MR. LEHRER: Still to come on the NewsHour tonight, Online off- line, cereal wars, and a David Gergen dialogue. FOCUS - AMERICA ONLINE OFF-LINE
MR. LEHRER: Now two business stories, one on-line, one grocery line. Charlayne Hunter-Gault does the first.
MS. HUNTER-GAULT: For 19 hours yesterday, the world's largest on-line service shut down, the biggest blackout in cyberspace history. This unexpected bump along the information superhighway left 6 million America on-line subscribers lost in space, but it affected others as well. Here to tell us more is Dennis Kneale, technology editor at the "Wall Street Journal." Thank you for joining us, Dennis. What exactly happened yesterday in AOL cyberspace, without getting too technical?

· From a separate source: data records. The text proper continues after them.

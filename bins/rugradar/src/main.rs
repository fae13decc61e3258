//! RugRadar: poll the LP supply of Uniswap V2 pairs and push a Telegram alert
//! when a single drop burns at least `THRESHOLD_PERCENT` of it.
//!
//! Configuration is read from the environment, or from a `.env` file in the working directory:
//! `ETH_NODE_URL`, `TELEGRAM_BOT_TOKEN`, `TELEGRAM_CHAT_ID` (required),
//! `THRESHOLD_PERCENT` (50), `CHECK_INTERVAL_SECONDS` (60), `TELEGRAM_API_URL`, `RUST_LOG`.
//!
//! Pairs are fixed at build time, see `pairs.rs`.

mod config;
mod log;
mod pairs;

use std::sync::Arc;
use std::time::Duration;

use alloy::network::Ethereum;
use alloy::providers::{Provider, RootProvider};
use anyhow::{Context, Result};
use clients_telegrambot::TelegramBot;
use clients_uniswapv2::UniswapV2PairReader;
use lpburn::{IntervalTicker, PollScheduler, PollSchedulerConfig};
use tracing::{error, info, warn};

use crate::config::AppConfig;

const TELEGRAM_TIMEOUT: Duration = Duration::from_secs(30);

#[tokio::main]
async fn main() {
    let dotenv = dotenvy::dotenv();
    log::init();
    let loaded = match config::env_file_loaded(dotenv) {
        Ok(loaded) => loaded,
        Err(err) => {
            error!("{:#}", err);
            std::process::exit(1);
        }
    };
    if let Some(path) = loaded {
        info!(path = %path.display(), "loaded environment file");
    }

    if let Err(err) = run().await {
        error!("{:#}", err);
        std::process::exit(1);
    }
}

async fn run() -> Result<()> {
    let settings = AppConfig::from_env()?.validate()?;
    let pairs = pairs::monitored_pairs()?;
    if pairs.is_empty() {
        warn!("no pairs configured, passes will have nothing to check");
    }

    let node_host = settings.rpc_url.host_str().unwrap_or_default().to_string();
    let provider = Arc::new(RootProvider::<Ethereum>::new_http(settings.rpc_url).erased());
    let reader = UniswapV2PairReader::new(provider);
    let chain_id = reader
        .chain_id()
        .await
        .with_context(|| format!("failed to connect to ethereum node at {}", node_host))?;
    info!(node = %node_host, chain_id, "connected to ethereum node");

    let client = reqwest::Client::builder()
        .timeout(TELEGRAM_TIMEOUT)
        .build()?;
    let telegram = TelegramBot::with_api_base(
        client,
        settings.telegram_api_url.to_string(),
        settings.telegram_bot_token,
        settings.telegram_chat_id,
    );
    info!(chat_id = telegram.chat_id(), "alerts go to telegram");

    let config = PollSchedulerConfig {
        pairs,
        threshold: settings.threshold,
    };
    let mut scheduler = PollScheduler::new(config, reader, telegram);
    let mut ticker = IntervalTicker::new(settings.check_interval);
    info!(
        interval_secs = ticker.period().as_secs(),
        "polling pairs at a fixed cadence"
    );

    scheduler.run(&mut ticker).await;
    Ok(())
}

DENNIS KNEALE, Wall Street Journal: [New York] Well, that's the hard part, without getting too technical. In the simplest terms what happened to AOL is what happens to computers anywhere in America on any given day. It's a software bug. What happened is engineers were working at 4 o'clock in the morning on a Wednesday on these middle-sized computers called servers. And these computers are like rapid-fire machine guns. And they take information from really, really big computers called host computers, and then they zap it out to little computers on your desk top and my desk top and 6 million other desk tops where people want to get hold of information. They do this upgrade. They're trying to improve and get some housekeeping to the routers, something goes terribly wrong.
MS. HUNTER-GAULT: And that's the something we don't want to get too detailed about, right?

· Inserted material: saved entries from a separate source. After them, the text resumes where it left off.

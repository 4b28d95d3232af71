//! Run configuration
//!
//! A [`RunConfig`] is always constructed through a [`RunConfigBuilder`],
//! which validates every parameter (and fills in defaults) in
//! [`RunConfigBuilder::build`].

use std::num::NonZeroUsize;

use corr3_nostd_internal::{Estimator, Lattice};
use tracing::warn;

use crate::engine::{EngineParams, ThreadPoolExecutor};
use crate::error::Error;
use crate::field::Normalization;

pub const DEFAULT_SAMPLE_FRACTION: f64 = 0.01;
pub const DEFAULT_SEED: u64 = 0x5EED_C022_3000_0001;

/// The validated parameters of a run
#[derive(Clone, Debug, PartialEq)]
pub struct RunConfig {
    lattice: Lattice,
    box_length: f64,
    sample_fraction: f64,
    jackknife_groups: usize,
    n_threads: NonZeroUsize,
    estimator: Estimator,
    normalization: Normalization,
    seed: u64,
}

impl RunConfig {
    pub fn lattice(&self) -> &Lattice {
        &self.lattice
    }

    pub fn resolution(&self) -> usize {
        self.lattice.resolution()
    }

    /// the physical side length of the periodic box
    pub fn box_length(&self) -> f64 {
        self.box_length
    }

    /// the physical side length of a single lattice cell
    pub fn cell_size(&self) -> f64 {
        self.box_length / (self.lattice.resolution() as f64)
    }

    pub fn sample_fraction(&self) -> f64 {
        self.sample_fraction
    }

    pub fn jackknife_groups(&self) -> usize {
        self.jackknife_groups
    }

    pub fn n_threads(&self) -> NonZeroUsize {
        self.n_threads
    }

    pub fn estimator(&self) -> Estimator {
        self.estimator
    }

    pub fn normalization(&self) -> Normalization {
        self.normalization
    }

    pub fn seed(&self) -> u64 {
        self.seed
    }

    pub fn engine_params(&self) -> EngineParams {
        EngineParams {
            lattice: self.lattice,
            sample_fraction: self.sample_fraction,
            jackknife_groups: self.jackknife_groups,
            seed: self.seed,
        }
    }

    /// construct an executor with the configured number of threads
    pub fn build_executor(&self) -> Result<ThreadPoolExecutor, Error> {
        ThreadPoolExecutor::new(self.n_threads)
    }

    /// the prefix for the names of report files (e.g.
    /// `corr3_estimatorPlain_bins_sample0.010_normOne_`)
    pub fn output_prefix(&self, catalog_name: &str) -> String {
        format!(
            "corr3_{}_{}_sample{:.3}_{}_",
            self.estimator.label(),
            catalog_name,
            self.sample_fraction,
            self.normalization.label()
        )
    }
}

/// Builds a [`RunConfig`].
///
/// The resolution and the box length must always be specified. Everything
/// else has a default.
#[derive(Clone, Debug, Default)]
pub struct RunConfigBuilder {
    resolution: Option<usize>,
    box_length: Option<f64>,
    sample_fraction: Option<f64>,
    jackknife_groups: Option<usize>,
    n_threads: Option<usize>,
    estimator: Option<String>,
    normalization: Option<String>,
    seed: Option<u64>,
}

impl RunConfigBuilder {
    pub fn new() -> Self {
        Self::default()
    }

    /// the number of lattice sites along each axis
    pub fn resolution(mut self, resolution: usize) -> Self {
        self.resolution = Some(resolution);
        self
    }

    pub fn box_length(mut self, box_length: f64) -> Self {
        self.box_length = Some(box_length);
        self
    }

    /// values above 1 are reduced to 1. Defaults to
    /// [`DEFAULT_SAMPLE_FRACTION`]
    pub fn sample_fraction(mut self, sample_fraction: f64) -> Self {
        self.sample_fraction = Some(sample_fraction);
        self
    }

    /// defaults to 1
    pub fn jackknife_groups(mut self, jackknife_groups: usize) -> Self {
        self.jackknife_groups = Some(jackknife_groups);
        self
    }

    /// defaults to the available parallelism of the machine
    pub fn n_threads(mut self, n_threads: usize) -> Self {
        self.n_threads = Some(n_threads);
        self
    }

    /// any name accepted by [`Estimator::from_name`]
    pub fn estimator(mut self, name: &str) -> Self {
        self.estimator = Some(name.to_owned());
        self
    }

    /// any name accepted by [`Normalization::from_name`]
    pub fn normalization(mut self, name: &str) -> Self {
        self.normalization = Some(name.to_owned());
        self
    }

    pub fn seed(mut self, seed: u64) -> Self {
        self.seed = Some(seed);
        self
    }

    pub fn build(&self) -> Result<RunConfig, Error> {
        let resolution = self
            .resolution
            .ok_or_else(|| Error::missing_parameter("resolution"))?;
        if resolution == 0 || resolution > (i32::MAX as usize) {
            return Err(Error::integer_range(
                "the resolution",
                i64::try_from(resolution).unwrap_or(i64::MAX),
                1,
                i32::MAX as i64,
            ));
        }
        let lattice = Lattice::new(resolution).map_err(Error::internal)?;

        let box_length = self
            .box_length
            .ok_or_else(|| Error::missing_parameter("box_length"))?;
        if !(box_length.is_finite() && box_length > 0.0) {
            return Err(Error::positive_float("the box length", box_length));
        }

        let mut sample_fraction = self.sample_fraction.unwrap_or(DEFAULT_SAMPLE_FRACTION);
        if sample_fraction.is_nan() || sample_fraction <= 0.0 {
            return Err(Error::sample_fraction(sample_fraction));
        } else if sample_fraction > 1.0 {
            warn!("reducing the sampling fraction from {sample_fraction} to 1");
            sample_fraction = 1.0;
        }

        let n_points = lattice.n_points();
        let jackknife_groups = self.jackknife_groups.unwrap_or(1);
        if jackknife_groups == 0 || jackknife_groups > n_points {
            return Err(Error::integer_range(
                "the number of jackknife groups",
                i64::try_from(jackknife_groups).unwrap_or(i64::MAX),
                1,
                i64::try_from(n_points).unwrap_or(i64::MAX),
            ));
        }

        let n_threads = match self.n_threads {
            Some(n) => NonZeroUsize::new(n).ok_or_else(|| {
                Error::integer_range("the number of threads", 0, 1, i64::MAX)
            })?,
            None => std::thread::available_parallelism().unwrap_or(NonZeroUsize::MIN),
        };

        let estimator_name = self.estimator.as_deref().unwrap_or("");
        let estimator = Estimator::from_name(estimator_name).ok_or_else(|| {
            Error::unknown_name(
                "estimator",
                estimator_name.to_owned(),
                Estimator::NAMES.iter().map(|s| s.to_string()).collect(),
            )
        })?;
        if is_legacy_plain_alias(estimator_name) {
            warn!(
                "the estimator name \"{estimator_name}\" selects the Landy-Szalay estimator; \
                 older versions of this tool used the plain estimator for this name"
            );
        }

        let normalization_name = self.normalization.as_deref().unwrap_or("");
        let normalization = Normalization::from_name(normalization_name).ok_or_else(|| {
            Error::unknown_name(
                "normalization",
                normalization_name.to_owned(),
                Normalization::NAMES.iter().map(|s| s.to_string()).collect(),
            )
        })?;

        Ok(RunConfig {
            lattice,
            box_length,
            sample_fraction,
            jackknife_groups,
            n_threads,
            estimator,
            normalization,
            seed: self.seed.unwrap_or(DEFAULT_SEED),
        })
    }
}

/// names that older versions of this tool resolved to the plain estimator
fn is_legacy_plain_alias(name: &str) -> bool {
    name == "LS"
}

MR. KNEALE: Well, basically what happened is while they're working on the mid-sized computers, another part of America Online starts sending computer directions to these, to these so-called switches or routers saying, oh, here's the directions for the coming day, here's where traffic will go and how it will route. Those directions turn out to be wrong. So when America Online turns those routers on again, the routers can't even talk to one another, and the engineers are saying something is wrong here, some of the housekeeping that we were doing we must have made a mistake, and they spend hours scrambling around trying to figure out what they did wrong when it turns out it was just the wrong directions from that other part of America Online.

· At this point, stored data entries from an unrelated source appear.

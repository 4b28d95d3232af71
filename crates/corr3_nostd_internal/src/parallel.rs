//! Our parallelism abstractions describe a reduction as a set of
//! independent units of work.
//!
//! A reduction (a type implementing [`ReductionSpec`]) knows how to
//! decompose the calculation into units of work and how to fold the
//! contributions of a single unit into a [`StatePack`]. An [`Executor`]
//! decides who processes each unit and how the resulting statepacks are
//! combined.
//!
//! The contract that every executor must honor:
//! - each unit of work is processed exactly once
//! - each unit's contributions land in a statepack private to the worker
//!   processing it (units never share mutable state)
//! - every private statepack is merged into the output exactly once
//!
//! Since floating-point addition isn't associative, different executors (or
//! different runs of a multi-threaded executor) may produce results that
//! differ in the last few bits. Bitwise reproducibility is only guaranteed
//! when every partial sum is exactly representable (e.g. integer-valued
//! fields).

use crate::state::StatePack;

/// Used for specifying the details of a binned reduction, providing an
/// interface for an [`Executor`] to carry it out.
///
/// An important premise is that you do error-checking while constructing
/// the type, and design the logic such that you don't have to do **any**
/// error-handling in these methods.
pub trait ReductionSpec: Sync {
    /// the number of independent units of work
    fn n_work_units(&self) -> usize;

    /// a zero-initialized statepack with the shape expected by the reduction
    fn new_statepack(&self) -> StatePack;

    /// add every contribution from the unit of work `unit` to `statepack`
    fn process_unit(&self, statepack: &mut StatePack, unit: usize);
}

/// a trait for expressing how to launch a reduction
///
/// We implement this for each parallelism "backend," so we have a uniform
/// interface for easily switching between backends.
pub trait Executor {
    /// add the contributions of every unit of work in `reduction_spec` to
    /// `out`
    fn drive_reduce(
        &mut self,
        out: &mut StatePack,
        reduction_spec: &impl ReductionSpec,
    ) -> Result<(), &'static str>;
}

MS. HUNTER-GAULT: So would you call it a human error or a computer error or--
MR. KNEALE: The company is saying it's a combination of some computer error, because there also was an error in some of the software that runs these routers, and also a human error, because they kind of werelooking, as one reporter for the Journal put it, they were looking for the problem to the right when suddenly it turned out the problem was coming from the left.
MS. HUNTER-GAULT: Give us some idea about who was affected and how.
MR. KNEALE: I don't think that all six million subscribers to America Online are getting on-line every day. So it's not like it affected 6 million. But whatever portion of subscribers--let's say 20 percent get on-line at a given time--they were unable to hook up to America Online at all. Now these people are avid communicators, and they've come to revel in sending electronic mail messages out and taking part in chat sessions. Yesterday they were frustrated and unable to do that at all. For small businesses that actually use AOL and some big business employees for communication to talk to clients, to talk to employees on the road, to swap messages, they were unable to use AOL at all.
MS. HUNTER-GAULT: Was there anything really serious that happened as a result of this?
MR. KNEALE: Not truly, at least not that we've found. Basically, it's a major pain and an inconvenience. What's going to be interesting to watch now is the company has said, we're sorry, and we'll credit you for one day of usage. Now that amounts to about 30 to 60 cents. When a waitress brings you the wrong entree in a restaurant, sometimes she offers you dessert for free. 30 cents is not going to leave a whole lot of subscribers feeling very good about it.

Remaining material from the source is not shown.